Kevin Chau: When he mentioned having a world reserve currency, be it the International Monetary Fund’s SDR or something else, long term that’s a good plan, because the world reserve currency shouldn’t be tied to one country. We’ve seen the danger with the dollar’s status already. Countries that have a history of saving will flock their money to the U.S., which will create cheaper credit here and entice more people to buy and use debt to do it, which creates a bubble–which created this crisis we’re in right now. Longer term it’s a good idea to move toward a world currency. It’s going to take some time to develop because the world currency will need to build credibility. The U.S. dollar built credibility after World War II, so that was over 50 years or more. Geithner’s statement caused a drop in the value of the dollar mainly because it gave traders an excuse to trade off on some news.
DJ: The problem, though, seemed to be that his statements were taken as a metaphor for the fall of the U.S. as a political and financial power. Is that what is happening?
Chau: Eventually, but that will take time. You will see the emergence of China and the emergence of India eventually. Those are primarily export-driven countries. Once they start to develop a more-domestic economy they’re going to pull more weight. But that will be 10 to 20 years from now. It’s clear to see that the Chinese yuan will be the world’s reserve currency in the future. Many currency experts believe that the U.S. will not be No. 1 in the world in the future; it will share the No. 1 spot with China.

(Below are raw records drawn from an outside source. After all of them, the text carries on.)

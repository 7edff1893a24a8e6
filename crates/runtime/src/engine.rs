// Copyright (c) 2025 Dimitris Kafetzis
//
// Licensed under the MIT License.
// See LICENSE file in the project root for full license information.
//
// SPDX-License-Identifier: MIT

//! The generation engine with a type-state–enforced pipeline.
//!
//! ```text
//! PoseEngine<Idle>
//!     │  .load()            model dir → LoadedPipeline
//!     ▼
//! PoseEngine<Ready>
//!     │  .generate(source, extractor, …)      or .generate_from_seed(…)
//!     ▼
//!   GenerationOutput { result, metrics }
//! ```
//!
//! Each state transition consumes the old value and returns a new one,
//! making invalid state sequences a compile error. A `Ready` engine can run
//! any number of times; every run detects the device afresh and owns its
//! own window.

use crate::{
    AutoregressiveGenerator, Device, GenerationMetrics, LoadedPipeline, PipelineLoader,
    PosePredictor, RuntimeConfig, RuntimeError,
};
use pose_capture::{CaptureError, FrameSampler, LandmarkExtractor, SeedBuilder, SeedReport, VideoSource};
use pose_core::{GenerationResult, JointTopology, PoseVector};
use std::sync::atomic::AtomicBool;
use std::time::{Duration, Instant};

// ── Type-state markers ─────────────────────────────────────────

/// Engine is created but no model is loaded.
#[derive(Debug)]
pub struct Idle;

/// Pipeline is loaded; the engine can generate.
#[derive(Debug)]
pub struct Ready {
    pipeline: LoadedPipeline,
    load_duration: Duration,
}

/// Sealed trait for engine states.
pub trait EngineState: std::fmt::Debug {}
impl EngineState for Idle {}
impl EngineState for Ready {}

// ── Output ─────────────────────────────────────────────────────

/// The result of a single generation run.
#[derive(Debug)]
pub struct GenerationOutput {
    pub result: GenerationResult,
    /// How the seed was obtained; `None` for runs started from a given seed.
    pub seed_report: Option<SeedReport>,
    pub metrics: GenerationMetrics,
}

// ── Engine ─────────────────────────────────────────────────────

/// The primary generation engine.
///
/// # Example
/// ```no_run
/// use pose_capture::{LandmarkTrack, TrackExtractor};
/// use runtime::{PoseEngine, RuntimeConfig};
/// use std::path::Path;
/// use std::sync::atomic::AtomicBool;
///
/// # fn example() -> Result<(), Box<dyn std::error::Error>> {
/// let engine = PoseEngine::new(RuntimeConfig::default()).load()?;
/// let track = LandmarkTrack::load(Path::new("seed_landmarks.json"))?;
/// let output = engine.generate(
///     track.into_source("seed_landmarks.json"),
///     TrackExtractor::default(),
///     None,
///     &AtomicBool::new(false),
/// )?;
/// println!("{}", output.metrics.summary());
/// # Ok(())
/// # }
/// ```
pub struct PoseEngine<S: EngineState = Idle> {
    config: RuntimeConfig,
    topology: JointTopology,
    state: S,
}

// ── Idle → Ready ───────────────────────────────────────────────

impl PoseEngine<Idle> {
    /// Creates a new engine from the given configuration.
    pub fn new(config: RuntimeConfig) -> Self {
        tracing::info!(model_dir = %config.model_dir.display(), "engine created");
        Self {
            config,
            topology: JointTopology::MEDIAPIPE_POSE,
            state: Idle,
        }
    }

    /// Uses a landmark topology other than MediaPipe Pose.
    pub fn with_topology(mut self, topology: JointTopology) -> Self {
        self.topology = topology;
        self
    }

    /// Validates the config and loads the pipeline from `model_dir`.
    pub fn load(self) -> Result<PoseEngine<Ready>, RuntimeError> {
        self.config.validate()?;
        let started = Instant::now();
        let pipeline = PipelineLoader::load(&self.config.model_dir)?;
        let load_duration = started.elapsed();
        tracing::info!(
            seq_len = pipeline.config().seq_len,
            load_ms = load_duration.as_secs_f64() * 1000.0,
            "model loaded"
        );
        self.with_pipeline(pipeline, load_duration)
    }

    /// Moves to `Ready` with an already-loaded pipeline.
    ///
    /// # Errors
    /// [`RuntimeError::ConfigError`] if the model's joint count differs from
    /// the engine's landmark topology.
    pub fn with_pipeline(
        self,
        pipeline: LoadedPipeline,
        load_duration: Duration,
    ) -> Result<PoseEngine<Ready>, RuntimeError> {
        if pipeline.config().num_joints != self.topology.num_joints {
            return Err(RuntimeError::ConfigError(format!(
                "model expects {} joints, landmark topology '{}' has {}",
                pipeline.config().num_joints,
                self.topology.name,
                self.topology.num_joints
            )));
        }
        Ok(PoseEngine {
            config: self.config,
            topology: self.topology,
            state: Ready {
                pipeline,
                load_duration,
            },
        })
    }
}

// ── Ready: generate ────────────────────────────────────────────

impl PoseEngine<Ready> {
    pub fn pipeline(&self) -> &LoadedPipeline {
        &self.state.pipeline
    }

    pub fn config(&self) -> &RuntimeConfig {
        &self.config
    }

    /// Window length of the loaded model.
    pub fn seq_len(&self) -> usize {
        self.state.pipeline.model.seq_len()
    }

    pub fn topology(&self) -> JointTopology {
        self.topology
    }

    /// Samples `source`, builds the seed and generates `num_frames` poses.
    ///
    /// # Errors
    /// - [`RuntimeError::Capture`] with `InsufficientSeedData` if the video
    ///   has fewer valid frames than the window length.
    /// - [`RuntimeError::Cancelled`] if `cancel` is raised.
    pub fn generate<S, E>(
        &self,
        source: S,
        extractor: E,
        video_path: Option<String>,
        cancel: &AtomicBool,
    ) -> Result<GenerationOutput, RuntimeError>
    where
        S: VideoSource,
        E: LandmarkExtractor<S::Frame>,
    {
        let started = Instant::now();
        let sampler = FrameSampler::new(source, self.config.proc_fps)?;
        let seed = SeedBuilder::new(self.seq_len(), self.topology)
            .build_cancellable(sampler, extractor, cancel)
            .map_err(|e| match e {
                CaptureError::Cancelled => RuntimeError::Cancelled,
                other => RuntimeError::Capture(other),
            })?;
        let seed_duration = started.elapsed();

        let mut output = self.run(&seed.poses, video_path, cancel, started)?;
        output.metrics.seed_duration = seed_duration;
        output.seed_report = Some(seed.report);
        Ok(output)
    }

    /// Generates from an already-normalised seed of exactly `seq_len` poses.
    pub fn generate_from_seed(
        &self,
        seed: &[PoseVector],
        video_path: Option<String>,
        cancel: &AtomicBool,
    ) -> Result<GenerationOutput, RuntimeError> {
        self.run(seed, video_path, cancel, Instant::now())
    }

    fn run(
        &self,
        seed: &[PoseVector],
        video_path: Option<String>,
        cancel: &AtomicBool,
        started: Instant,
    ) -> Result<GenerationOutput, RuntimeError> {
        let device = Device::detect(self.config.device);
        let mut metrics = GenerationMetrics::new(device.label());
        metrics.load_duration = self.state.load_duration;

        let generator =
            AutoregressiveGenerator::new(&self.state.pipeline.model, seed, device.kernel())?
                .with_progress_interval(self.config.progress_interval);
        let outcome = generator.run(self.config.num_frames, cancel)?;

        let result = outcome.sequence.finish(video_path);
        result.validate()?;
        if self.config.enable_profiling {
            metrics.step_durations = outcome.step_durations;
        }
        metrics.finalise(
            started.elapsed(),
            result.seed_frames(),
            result.generated_frames(),
        );
        tracing::info!(
            seed = result.seed_frames(),
            generated = result.generated_frames(),
            total = result.total_frames(),
            "generation complete"
        );
        tracing::info!("{}", metrics.summary());

        Ok(GenerationOutput {
            result,
            seed_report: None,
            metrics,
        })
    }
}

impl<S: EngineState> std::fmt::Debug for PoseEngine<S> {
    fn fmt(&self, f: &mut std::fmt::Formatter<'_>) -> std::fmt::Result {
        f.debug_struct("PoseEngine")
            .field("state", &std::any::type_name::<S>())
            .field("model_dir", &self.config.model_dir)
            .field("num_frames", &self.config.num_frames)
            .field("topology", &self.topology.name)
            .finish()
    }
}

#[cfg(test)]
mod tests {
    use super::*;
    use model_ir::{CheckpointWriter, ModelConfig, ModelGraph, CHECKPOINT_FILE};

    fn write_model(dir: &std::path::Path, seq_len: usize) {
        let mut cfg = ModelConfig::new(seq_len);
        cfg.hidden_channels = vec![4, 8];
        let graph = ModelGraph::from_config("m", &cfg).unwrap().validate().unwrap();
        CheckpointWriter::synthetic(&graph, 5)
            .write(&dir.join(CHECKPOINT_FILE))
            .unwrap();
    }

    fn seed(len: usize) -> Vec<PoseVector> {
        (0..len)
            .map(|i| PoseVector::new(vec![0.01 * i as f32; 99]))
            .collect()
    }

    #[test]
    fn test_idle_to_ready() {
        let dir = tempfile::tempdir().unwrap();
        write_model(dir.path(), 5);
        let config = RuntimeConfig {
            model_dir: dir.path().to_path_buf(),
            ..Default::default()
        };
        let engine = PoseEngine::new(config).load().unwrap();
        assert_eq!(engine.seq_len(), 5);
        assert!(format!("{engine:?}").contains("Ready"));
    }

    #[test]
    fn test_generate_from_seed() {
        let dir = tempfile::tempdir().unwrap();
        write_model(dir.path(), 5);
        let config = RuntimeConfig {
            model_dir: dir.path().to_path_buf(),
            num_frames: 7,
            ..Default::default()
        };
        let engine = PoseEngine::new(config).load().unwrap();
        let out = engine
            .generate_from_seed(&seed(5), Some("clip.mp4".into()), &AtomicBool::new(false))
            .unwrap();
        assert_eq!(out.result.total_frames(), 12);
        assert_eq!(out.result.video_path(), Some("clip.mp4"));
        assert_eq!(out.metrics.step_durations.len(), 7);
        assert!(out.seed_report.is_none());
    }

    #[test]
    fn test_profiling_disabled_keeps_no_steps() {
        let dir = tempfile::tempdir().unwrap();
        write_model(dir.path(), 3);
        let config = RuntimeConfig {
            model_dir: dir.path().to_path_buf(),
            num_frames: 2,
            enable_profiling: false,
            ..Default::default()
        };
        let engine = PoseEngine::new(config).load().unwrap();
        let out = engine
            .generate_from_seed(&seed(3), None, &AtomicBool::new(false))
            .unwrap();
        assert!(out.metrics.step_durations.is_empty());
        assert_eq!(out.metrics.frames_generated, 2);
    }

    #[test]
    fn test_load_rejects_invalid_config() {
        let config = RuntimeConfig {
            proc_fps: 0.0,
            ..Default::default()
        };
        let err = PoseEngine::new(config).load().unwrap_err();
        assert!(matches!(err, RuntimeError::ConfigError(_)));
    }
}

DJ: Geithner got into trouble before for suggesting that China manipulates its currency to keep it artificially suppressed, which then boosts the country’s reserves. Is there a feeling out there that China does this?
Chau: Yes. They do manipulate it, which you can see because it trades within a range. They don’t want it to increase too much.
DJ: So this is troubling because we need other countries to fund our bailouts, right?
Chau: Yes. We are dependent on China, we are dependent on Japan to continue buying Treasurys. We will be injecting more money to keep financing bailouts. That’s why it is important that the U.S. maintain a strong dollar policy, because once you get a weaker dollar, people won’t invest in U.S. assets.
I think that it would be important to see how appetite increases for Treasurys. The Treasury auction yesterday wasn’t great. [Deal Journal explainer: According to Bloomberg, "an auction of $34 billion in five-year Treasury notes drew a higher-than-forecast yield of 1.849%, spurring concern that government attempts to lower interest rates won't work."] If you get more like that, it’s another way of investors saying they’re not interested in the dollar. You have to keep an eye on Treasury International Capital System, or TICs, data, which tell you foreign appetite for Treasuries, agency securities, U.S. corporate bonds and U.S. stocks and shows American appetite for foreign stocks and bonds. Also watch the weekly Federal Reserve report that shows foreign appetite for Treasurys.
DJ: The U.K. government suffered a failed auction of its securities. Does that mean anything for the U.S.?
Chau: Yes. Government debt is considered a safe haven, particularly U.S. Treasurys and the securities of England, German and even Japan. The lack of demand for U.S. gilts will translate to less demand for U.S. treasury securities. As for the U.K. auction, it means that there will be less demand for those assets because of the increase of budget deficits.